El actuar de la sociedad no fue algo concertado ni organizado y ha ocurrido al amparo del aislamiento, lo que obligó a que cada empresa, organización, sindicato, familia y persona tomara decisiones para sí misma. Se inauguró una circunstancia inédita que sin duda afectará el devenir.

El mayor reto inmediato sigue siendo lidiar con el súbito empobrecimiento de la mayoría de los mexicanos, producto de la desaparición de empleos e ingresos, y que constituye el gran reto tanto intelectual como práctico porque de la resolución que se dé dependerá la naturaleza de la recuperación que sea posible después. Por eso destacan todavía más las iniciativas de la sociedad –igual las económicas que parar en seco en el Congreso otro intento de control autoritario–, pero sólo el tiempo dirá si fueron suficientes. Muchos gobiernos en el mundo anticiparon estos impactos, para lo cual construyeron respuestas potencialmente viables, que contrastan patentemente con el nuestro: el gobierno no sólo negó la existencia de una crisis, sino que sus acciones la exacerbaron, profundizaron y prolongaron. Patético para un gobierno que se dice preocupado por los pobres.

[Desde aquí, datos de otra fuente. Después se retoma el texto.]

//! ExecResult: the structured result of every command execution.
//!
//! After every command, the special variable `$?` holds the exit code and
//! `${?.out}`/`${?.err}` expose the captured streams.

use std::collections::BTreeMap;

use crate::value::Value;

/// The result of executing a command.
///
/// Fields accessible via `${?.field}`:
/// - `code`: exit code (0 = success)
/// - `ok`: true if code == 0
/// - `err`: error message(s)
/// - `out`: standard output rendered as text
#[derive(Debug, Clone, PartialEq, serde::Serialize, serde::Deserialize)]
pub struct ExecResult {
    /// Exit code. 0 means success.
    pub code: i64,
    /// Standard output as text. Invalid UTF-8 is replaced; see `raw`.
    pub out: String,
    /// Standard error.
    pub err: String,
    /// Exact output bytes, present only when they are not valid UTF-8.
    ///
    /// `cut -b` can legitimately split a multibyte character, so byte
    /// producing tools keep the original bytes here.
    #[serde(default, skip_serializing_if = "Option::is_none")]
    pub raw: Option<Vec<u8>>,
}

impl ExecResult {
    /// Create a successful result with output.
    pub fn success(out: impl Into<String>) -> Self {
        Self {
            code: 0,
            out: out.into(),
            err: String::new(),
            raw: None,
        }
    }

    /// Create a failed result with an error message.
    pub fn failure(code: i64, err: impl Into<String>) -> Self {
        Self {
            code,
            out: String::new(),
            err: err.into(),
            raw: None,
        }
    }

    /// Create a result from raw output streams.
    pub fn from_output(code: i64, stdout: impl Into<String>, stderr: impl Into<String>) -> Self {
        Self {
            code,
            out: stdout.into(),
            err: stderr.into(),
            raw: None,
        }
    }

    /// Create a result from byte output.
    ///
    /// Valid UTF-8 becomes `out` directly; anything else is kept verbatim in
    /// `raw` with a lossy rendering in `out`.
    pub fn from_bytes(code: i64, stdout: Vec<u8>, stderr: impl Into<String>) -> Self {
        let (out, raw) = match String::from_utf8(stdout) {
            Ok(text) => (text, None),
            Err(e) => {
                let bytes = e.into_bytes();
                (String::from_utf8_lossy(&bytes).into_owned(), Some(bytes))
            }
        };
        Self {
            code,
            out,
            err: stderr.into(),
            raw,
        }
    }

    /// True if the command succeeded (exit code 0).
    pub fn ok(&self) -> bool {
        self.code == 0
    }

    /// The exact bytes written to standard output.
    pub fn stdout_bytes(&self) -> &[u8] {
        match &self.raw {
            Some(bytes) => bytes,
            None => self.out.as_bytes(),
        }
    }

    /// Append another result's streams, taking over its exit code.
    ///
    /// Used when a script runs several statements and reports them as one.
    pub fn append(&mut self, next: ExecResult) {
        match (&mut self.raw, next.raw) {
            (None, None) => self.out.push_str(&next.out),
            (raw, next_raw) => {
                let mut bytes = raw.take().unwrap_or_else(|| self.out.clone().into_bytes());
                match next_raw {
                    Some(more) => bytes.extend_from_slice(&more),
                    None => bytes.extend_from_slice(next.out.as_bytes()),
                }
                let merged = ExecResult::from_bytes(0, bytes, "");
                self.out = merged.out;
                self.raw = merged.raw;
            }
        }
        self.err.push_str(&next.err);
        self.code = next.code;
    }

    /// Get a field by name, for variable access like `${?.field}`.
    pub fn get_field(&self, name: &str) -> Option<Value> {
        match name {
            "code" => Some(Value::Int(self.code)),
            "ok" => Some(Value::Bool(self.ok())),
            "out" => Some(Value::String(self.out.clone())),
            "err" => Some(Value::String(self.err.clone())),
            _ => None,
        }
    }
}

impl Default for ExecResult {
    fn default() -> Self {
        Self::success("")
    }
}

/// Convert serde_json::Value to our Value.
///
/// Arrays become indexed arrays and objects associative arrays.
pub fn json_to_value(json: serde_json::Value) -> Value {
    match json {
        serde_json::Value::Null => Value::Null,
        serde_json::Value::Bool(b) => Value::Bool(b),
        serde_json::Value::Number(n) => {
            if let Some(i) = n.as_i64() {
                Value::Int(i)
            } else if let Some(f) = n.as_f64() {
                Value::Float(f)
            } else {
                Value::String(n.to_string())
            }
        }
        serde_json::Value::String(s) => Value::String(s),
        serde_json::Value::Array(items) => {
            Value::Array(items.into_iter().map(json_to_value).collect())
        }
        serde_json::Value::Object(map) => Value::Assoc(
            map.into_iter()
                .map(|(k, v)| (k, json_to_value(v)))
                .collect::<BTreeMap<_, _>>(),
        ),
    }
}

/// Convert our Value to serde_json::Value for serialization.
pub fn value_to_json(value: &Value) -> serde_json::Value {
    match value {
        Value::Null => serde_json::Value::Null,
        Value::Bool(b) => serde_json::Value::Bool(*b),
        Value::Int(i) => serde_json::Value::Number((*i).into()),
        Value::Float(f) => serde_json::Number::from_f64(*f)
            .map(serde_json::Value::Number)
            .unwrap_or(serde_json::Value::Null),
        Value::String(s) => serde_json::Value::String(s.clone()),
        Value::Array(items) => serde_json::Value::Array(items.iter().map(value_to_json).collect()),
        Value::Assoc(map) => {
            let mut obj = serde_json::Map::new();
            for (k, v) in map {
                obj.insert(k.clone(), value_to_json(v));
            }
            serde_json::Value::Object(obj)
        }
    }
}

#[cfg(test)]
mod tests {
    use super::*;

    #[test]
    fn success_creates_ok_result() {
        let result = ExecResult::success("hello world");
        assert!(result.ok());
        assert_eq!(result.code, 0);
        assert_eq!(result.out, "hello world");
        assert!(result.err.is_empty());
    }

    #[test]
    fn failure_creates_non_ok_result() {
        let result = ExecResult::failure(1, "command not found");
        assert!(!result.ok());
        assert_eq!(result.code, 1);
        assert_eq!(result.err, "command not found");
    }

    #[test]
    fn from_bytes_keeps_invalid_utf8() {
        let result = ExecResult::from_bytes(0, vec![b'a', 0xce, b'\n'], "");
        assert_eq!(result.stdout_bytes(), &[b'a', 0xce, b'\n']);
        assert!(result.raw.is_some());
        assert!(result.out.starts_with('a'));
    }

    #[test]
    fn from_bytes_valid_utf8_has_no_raw() {
        let result = ExecResult::from_bytes(0, "αβ\n".as_bytes().to_vec(), "");
        assert_eq!(result.out, "αβ\n");
        assert!(result.raw.is_none());
    }

    #[test]
    fn append_concatenates_and_takes_last_code() {
        let mut first = ExecResult::success("a\n");
        first.append(ExecResult::from_output(3, "b\n", "oops\n"));
        assert_eq!(first.out, "a\nb\n");
        assert_eq!(first.err, "oops\n");
        assert_eq!(first.code, 3);
    }

    #[test]
    fn append_preserves_raw_bytes() {
        let mut first = ExecResult::success("x");
        first.append(ExecResult::from_bytes(0, vec![0xff], ""));
        assert_eq!(first.stdout_bytes(), &[b'x', 0xff]);
    }

    #[test]
    fn get_field_code_and_ok() {
        let result = ExecResult::failure(127, "not found");
        assert_eq!(result.get_field("code"), Some(Value::Int(127)));
        assert_eq!(result.get_field("ok"), Some(Value::Bool(false)));
        assert_eq!(result.get_field("nonexistent"), None);
    }

    #[test]
    fn json_objects_become_assoc() {
        let value = json_to_value(serde_json::json!({"k": [1, "x"]}));
        let Value::Assoc(map) = value else {
            panic!("expected assoc");
        };
        assert_eq!(
            map.get("k"),
            Some(&Value::Array(vec![Value::Int(1), Value::String("x".into())]))
        );
    }
}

La suma de una errada estrategia gubernamental desde el inicio de la administración –orientada a intentar imponerle decisiones a los actores económicos nacionales y extranjeros– y la falta de previsión y capacidad de respuesta frente a la crisis, inexorablemente se traducirá en una aguda contracción económica y, mucho peor, una incapacidad para lograr una acelerada recuperación. A los errores de visión de la actual administración se van a sumar los males intrínsecos del sistema político cuya característica histórica es la impunidad. En un contexto así, es inconcebible una rápida recuperación.

Un escenario caracterizado por severa recesión, desempleo, crisis política y ausencia de credibilidad y confianza en el gobierno tendrá consecuencias políticas que igual podrían ser benignas –la consolidación de un sistema democrático–, pero también podría conducir en el sentido opuesto: fortalecimiento de los elementos más duros y radicales de Morena; desaparición de todo vestigio de orden; crecimiento de la criminalidad, ahora sin distingo ni contemplación; radicalización del gobierno tanto en materia económica como política y judicial; descomposición social y política que pudiera provocar una masiva emigración. No hay límite a las posibilidades de deterioro.

¿Qué se puede hacer al respecto? La primera pregunta que deberíamos hacernos todos los ciudadanos es si el presidente va a adecuarse a la nueva realidad o si va a seguir intentando adecuar la realidad a sus esquemas preconcebidos. El costo de esa manera de conducirse se medirá en vidas perdidas, empleos desaparecidos y la velocidad de la eventual recuperación. A esto se suma la natural propensión de fuerzas criminales, políticas, partidistas, militares o paramilitares a substituir funciones gubernamentales, lo que debería ser suficiente acicate para que el presidente reconsidere su visión original, pues el país requiere un camino de salida del hoyo en que hemos caído y a todos conviene que la salida sea por la vía de un liderazgo institucional efectivo, idóneo a las circunstancias.

Desafortunadamente, las señales provenientes del gobierno han sido las contrarias: en lugar de aplaudir el activismo de la sociedad, el presidente lo ha criticado y combatido. Su hostilidad al empresariado es conocida y tiene explicaciones históricas, pero la pregunta es cómo espera avanzar su proyecto de mejorar la calidad de vida del 70% en la era de la globalización sin inversión privada, nacional o extranjera. Su actuar refleja una preferencia por acentuar la conflictividad social, sin contemplar las consecuencias en términos de recesión y pobreza. Es claro que lo importante no es el crecimiento, los pobres, acabar con la corrupción o contribuir al desarrollo del país. La pregunta es qué sigue.

Hasta ahora, el presidente y su gobierno han vivido del apoyo de un amplio segmento del electorado, lo que les ha permitido no pagar por los enormes errores que se han cometido. Pero el coronavirus cambia esa circunstancia: concluido este tiempo de ausencia gubernamental, vendrá la rendición de cuentas, la de verdad. Sería una gran oportunidad corregir antes de que sea tarde.